▸ About this task
Find each line in the following listing that has the string "DriverRow", then state the count and nothing else.

· · ·

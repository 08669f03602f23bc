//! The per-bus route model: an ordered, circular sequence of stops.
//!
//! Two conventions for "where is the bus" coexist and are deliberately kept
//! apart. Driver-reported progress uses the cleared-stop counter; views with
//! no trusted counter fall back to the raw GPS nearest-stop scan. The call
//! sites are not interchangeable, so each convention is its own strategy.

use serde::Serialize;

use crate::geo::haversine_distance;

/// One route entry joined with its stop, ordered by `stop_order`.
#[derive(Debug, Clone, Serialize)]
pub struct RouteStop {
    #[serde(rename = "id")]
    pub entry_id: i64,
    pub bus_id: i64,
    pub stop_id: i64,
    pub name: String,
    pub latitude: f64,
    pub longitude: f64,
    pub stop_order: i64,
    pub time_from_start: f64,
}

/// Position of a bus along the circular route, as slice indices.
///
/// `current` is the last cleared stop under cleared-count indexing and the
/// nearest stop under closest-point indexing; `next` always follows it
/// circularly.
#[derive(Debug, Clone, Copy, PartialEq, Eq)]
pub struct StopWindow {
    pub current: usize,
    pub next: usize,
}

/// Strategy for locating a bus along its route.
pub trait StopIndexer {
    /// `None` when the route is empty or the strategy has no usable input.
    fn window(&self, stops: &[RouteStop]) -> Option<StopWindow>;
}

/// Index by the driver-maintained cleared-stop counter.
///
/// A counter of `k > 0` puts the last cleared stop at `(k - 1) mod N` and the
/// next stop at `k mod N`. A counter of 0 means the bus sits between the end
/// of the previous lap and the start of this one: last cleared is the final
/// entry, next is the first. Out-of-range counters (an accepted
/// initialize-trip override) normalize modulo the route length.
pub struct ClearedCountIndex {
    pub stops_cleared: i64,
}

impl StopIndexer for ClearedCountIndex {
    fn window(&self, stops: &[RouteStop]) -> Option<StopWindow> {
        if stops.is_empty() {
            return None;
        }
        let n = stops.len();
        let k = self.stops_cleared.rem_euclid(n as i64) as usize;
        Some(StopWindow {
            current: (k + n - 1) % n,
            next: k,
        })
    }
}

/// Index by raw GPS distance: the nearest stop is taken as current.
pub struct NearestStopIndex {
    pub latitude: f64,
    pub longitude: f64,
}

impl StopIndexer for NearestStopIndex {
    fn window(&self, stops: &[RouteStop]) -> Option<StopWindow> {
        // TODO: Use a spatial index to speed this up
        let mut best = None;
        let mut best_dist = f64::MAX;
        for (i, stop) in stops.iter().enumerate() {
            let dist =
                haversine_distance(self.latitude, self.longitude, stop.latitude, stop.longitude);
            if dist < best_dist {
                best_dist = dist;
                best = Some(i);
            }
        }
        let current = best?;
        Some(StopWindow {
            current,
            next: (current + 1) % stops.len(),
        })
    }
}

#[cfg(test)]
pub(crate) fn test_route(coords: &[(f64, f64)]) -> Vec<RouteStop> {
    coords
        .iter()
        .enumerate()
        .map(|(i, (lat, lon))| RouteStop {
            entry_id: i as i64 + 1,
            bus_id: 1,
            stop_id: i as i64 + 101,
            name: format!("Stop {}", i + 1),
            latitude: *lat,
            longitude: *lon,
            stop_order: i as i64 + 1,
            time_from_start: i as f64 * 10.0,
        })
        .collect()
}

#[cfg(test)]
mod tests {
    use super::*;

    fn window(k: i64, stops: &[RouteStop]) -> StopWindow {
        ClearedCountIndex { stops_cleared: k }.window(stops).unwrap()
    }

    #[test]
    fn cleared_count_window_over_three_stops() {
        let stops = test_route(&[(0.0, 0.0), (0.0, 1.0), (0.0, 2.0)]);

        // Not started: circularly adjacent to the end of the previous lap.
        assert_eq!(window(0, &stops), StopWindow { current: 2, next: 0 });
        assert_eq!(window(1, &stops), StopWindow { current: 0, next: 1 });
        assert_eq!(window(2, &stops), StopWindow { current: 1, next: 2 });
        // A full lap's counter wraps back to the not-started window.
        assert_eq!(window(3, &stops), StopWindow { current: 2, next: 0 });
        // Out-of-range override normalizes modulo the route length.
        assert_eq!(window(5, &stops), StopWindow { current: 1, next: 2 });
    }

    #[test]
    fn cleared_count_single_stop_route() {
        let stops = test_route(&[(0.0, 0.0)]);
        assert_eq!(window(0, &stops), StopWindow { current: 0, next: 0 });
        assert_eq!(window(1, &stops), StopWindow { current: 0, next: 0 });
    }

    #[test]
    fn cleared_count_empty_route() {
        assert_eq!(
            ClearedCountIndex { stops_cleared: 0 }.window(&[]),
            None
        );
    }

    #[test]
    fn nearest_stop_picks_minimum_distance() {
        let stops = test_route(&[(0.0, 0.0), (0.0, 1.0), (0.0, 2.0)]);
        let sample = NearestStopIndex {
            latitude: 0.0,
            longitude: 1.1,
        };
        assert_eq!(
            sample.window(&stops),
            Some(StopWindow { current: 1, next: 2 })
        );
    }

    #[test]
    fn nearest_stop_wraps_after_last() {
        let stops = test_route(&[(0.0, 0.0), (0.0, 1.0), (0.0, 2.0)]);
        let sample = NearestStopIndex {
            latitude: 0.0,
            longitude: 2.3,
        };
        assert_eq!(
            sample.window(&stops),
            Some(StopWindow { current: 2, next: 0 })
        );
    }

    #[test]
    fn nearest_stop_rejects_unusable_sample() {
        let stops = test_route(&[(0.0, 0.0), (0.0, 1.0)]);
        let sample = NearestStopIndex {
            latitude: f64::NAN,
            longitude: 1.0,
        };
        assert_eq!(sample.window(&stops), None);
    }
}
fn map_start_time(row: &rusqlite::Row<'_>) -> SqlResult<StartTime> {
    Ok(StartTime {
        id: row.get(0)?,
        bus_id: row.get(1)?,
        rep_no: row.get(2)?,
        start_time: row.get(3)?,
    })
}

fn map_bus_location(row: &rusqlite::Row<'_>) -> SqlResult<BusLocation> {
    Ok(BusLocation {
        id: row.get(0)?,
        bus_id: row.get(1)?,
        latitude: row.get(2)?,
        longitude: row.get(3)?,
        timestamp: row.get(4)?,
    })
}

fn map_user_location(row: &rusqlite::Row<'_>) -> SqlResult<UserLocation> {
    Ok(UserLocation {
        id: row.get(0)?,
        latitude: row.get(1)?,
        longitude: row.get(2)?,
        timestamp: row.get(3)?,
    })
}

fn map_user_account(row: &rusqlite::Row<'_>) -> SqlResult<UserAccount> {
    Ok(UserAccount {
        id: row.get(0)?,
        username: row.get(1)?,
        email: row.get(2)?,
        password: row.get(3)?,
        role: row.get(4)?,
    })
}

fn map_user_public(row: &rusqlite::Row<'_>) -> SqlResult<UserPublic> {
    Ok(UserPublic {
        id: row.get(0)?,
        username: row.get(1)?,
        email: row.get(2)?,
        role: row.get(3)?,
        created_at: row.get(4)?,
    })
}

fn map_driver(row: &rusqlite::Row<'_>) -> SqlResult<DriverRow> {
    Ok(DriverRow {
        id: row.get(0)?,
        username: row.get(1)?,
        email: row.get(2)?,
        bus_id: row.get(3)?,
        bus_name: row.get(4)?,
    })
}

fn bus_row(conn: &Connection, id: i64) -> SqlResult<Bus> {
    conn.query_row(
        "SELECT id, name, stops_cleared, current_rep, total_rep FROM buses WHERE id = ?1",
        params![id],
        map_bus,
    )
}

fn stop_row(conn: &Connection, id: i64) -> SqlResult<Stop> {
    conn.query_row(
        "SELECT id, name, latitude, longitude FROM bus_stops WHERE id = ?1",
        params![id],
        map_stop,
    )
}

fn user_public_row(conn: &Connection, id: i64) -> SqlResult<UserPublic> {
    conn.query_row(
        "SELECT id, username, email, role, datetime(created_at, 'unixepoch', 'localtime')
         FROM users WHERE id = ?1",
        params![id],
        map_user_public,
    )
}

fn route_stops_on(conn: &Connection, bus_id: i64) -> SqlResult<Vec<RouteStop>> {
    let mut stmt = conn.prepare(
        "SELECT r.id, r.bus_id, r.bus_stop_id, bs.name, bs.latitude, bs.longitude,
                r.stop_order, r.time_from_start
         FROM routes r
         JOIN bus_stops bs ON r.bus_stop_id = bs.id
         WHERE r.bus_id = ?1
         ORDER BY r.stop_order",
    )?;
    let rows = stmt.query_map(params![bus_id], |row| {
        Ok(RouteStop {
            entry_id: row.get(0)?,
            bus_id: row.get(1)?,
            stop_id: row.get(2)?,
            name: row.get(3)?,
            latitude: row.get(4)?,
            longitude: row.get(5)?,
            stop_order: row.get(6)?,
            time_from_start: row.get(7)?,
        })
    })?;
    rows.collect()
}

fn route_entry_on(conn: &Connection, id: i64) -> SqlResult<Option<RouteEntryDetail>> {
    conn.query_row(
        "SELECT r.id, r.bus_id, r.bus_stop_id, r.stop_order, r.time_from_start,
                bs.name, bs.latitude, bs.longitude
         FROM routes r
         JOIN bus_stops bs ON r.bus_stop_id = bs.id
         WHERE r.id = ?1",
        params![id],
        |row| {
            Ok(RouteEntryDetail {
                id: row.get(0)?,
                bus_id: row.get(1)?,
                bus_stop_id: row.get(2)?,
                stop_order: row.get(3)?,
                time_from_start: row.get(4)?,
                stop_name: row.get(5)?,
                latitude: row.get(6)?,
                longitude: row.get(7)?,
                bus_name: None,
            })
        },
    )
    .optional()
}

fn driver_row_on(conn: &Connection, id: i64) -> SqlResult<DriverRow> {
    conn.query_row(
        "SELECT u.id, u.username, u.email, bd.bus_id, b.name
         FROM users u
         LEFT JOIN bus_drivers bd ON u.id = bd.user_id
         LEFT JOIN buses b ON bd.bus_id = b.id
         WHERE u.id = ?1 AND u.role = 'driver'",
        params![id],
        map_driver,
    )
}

· · ·

▸ Your solution
3